> Your task:
If a line holds the word "after", copy it from the entries.

━━━━

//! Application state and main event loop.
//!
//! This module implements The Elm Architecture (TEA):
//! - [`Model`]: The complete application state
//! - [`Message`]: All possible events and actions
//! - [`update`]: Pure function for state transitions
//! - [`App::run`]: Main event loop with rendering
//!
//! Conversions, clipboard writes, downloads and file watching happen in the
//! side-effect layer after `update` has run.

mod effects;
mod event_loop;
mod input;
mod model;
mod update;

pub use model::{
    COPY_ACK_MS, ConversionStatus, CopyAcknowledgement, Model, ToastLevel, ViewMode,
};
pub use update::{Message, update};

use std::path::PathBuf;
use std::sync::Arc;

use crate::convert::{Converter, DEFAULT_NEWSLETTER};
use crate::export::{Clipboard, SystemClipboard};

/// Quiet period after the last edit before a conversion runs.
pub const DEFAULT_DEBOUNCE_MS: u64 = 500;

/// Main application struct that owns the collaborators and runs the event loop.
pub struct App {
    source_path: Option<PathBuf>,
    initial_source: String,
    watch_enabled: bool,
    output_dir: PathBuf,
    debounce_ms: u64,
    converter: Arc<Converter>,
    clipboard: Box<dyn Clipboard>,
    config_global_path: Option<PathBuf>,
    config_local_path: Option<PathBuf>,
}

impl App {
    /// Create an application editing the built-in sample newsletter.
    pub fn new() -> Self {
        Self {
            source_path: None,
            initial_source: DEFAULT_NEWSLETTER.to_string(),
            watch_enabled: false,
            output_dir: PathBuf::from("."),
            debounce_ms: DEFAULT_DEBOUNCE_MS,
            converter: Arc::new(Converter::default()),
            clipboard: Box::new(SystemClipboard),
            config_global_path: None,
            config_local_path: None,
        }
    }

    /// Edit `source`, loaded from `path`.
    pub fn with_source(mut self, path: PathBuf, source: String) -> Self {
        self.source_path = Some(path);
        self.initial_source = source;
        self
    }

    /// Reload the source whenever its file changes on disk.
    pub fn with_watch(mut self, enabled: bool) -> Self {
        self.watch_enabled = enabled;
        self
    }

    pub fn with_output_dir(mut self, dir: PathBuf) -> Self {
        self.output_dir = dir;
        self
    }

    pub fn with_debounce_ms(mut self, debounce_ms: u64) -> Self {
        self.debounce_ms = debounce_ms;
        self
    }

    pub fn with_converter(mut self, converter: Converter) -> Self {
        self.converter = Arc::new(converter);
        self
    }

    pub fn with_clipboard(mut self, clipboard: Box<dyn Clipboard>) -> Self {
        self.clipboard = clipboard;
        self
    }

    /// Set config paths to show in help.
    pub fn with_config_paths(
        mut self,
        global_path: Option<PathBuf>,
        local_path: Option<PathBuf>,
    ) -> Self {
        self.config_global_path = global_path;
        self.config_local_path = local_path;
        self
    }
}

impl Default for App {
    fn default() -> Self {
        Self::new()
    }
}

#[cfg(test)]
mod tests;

━━━━

> Exercise output:
//! side-effect layer after `update` has run.
/// Quiet period after the last edit before a conversion runs.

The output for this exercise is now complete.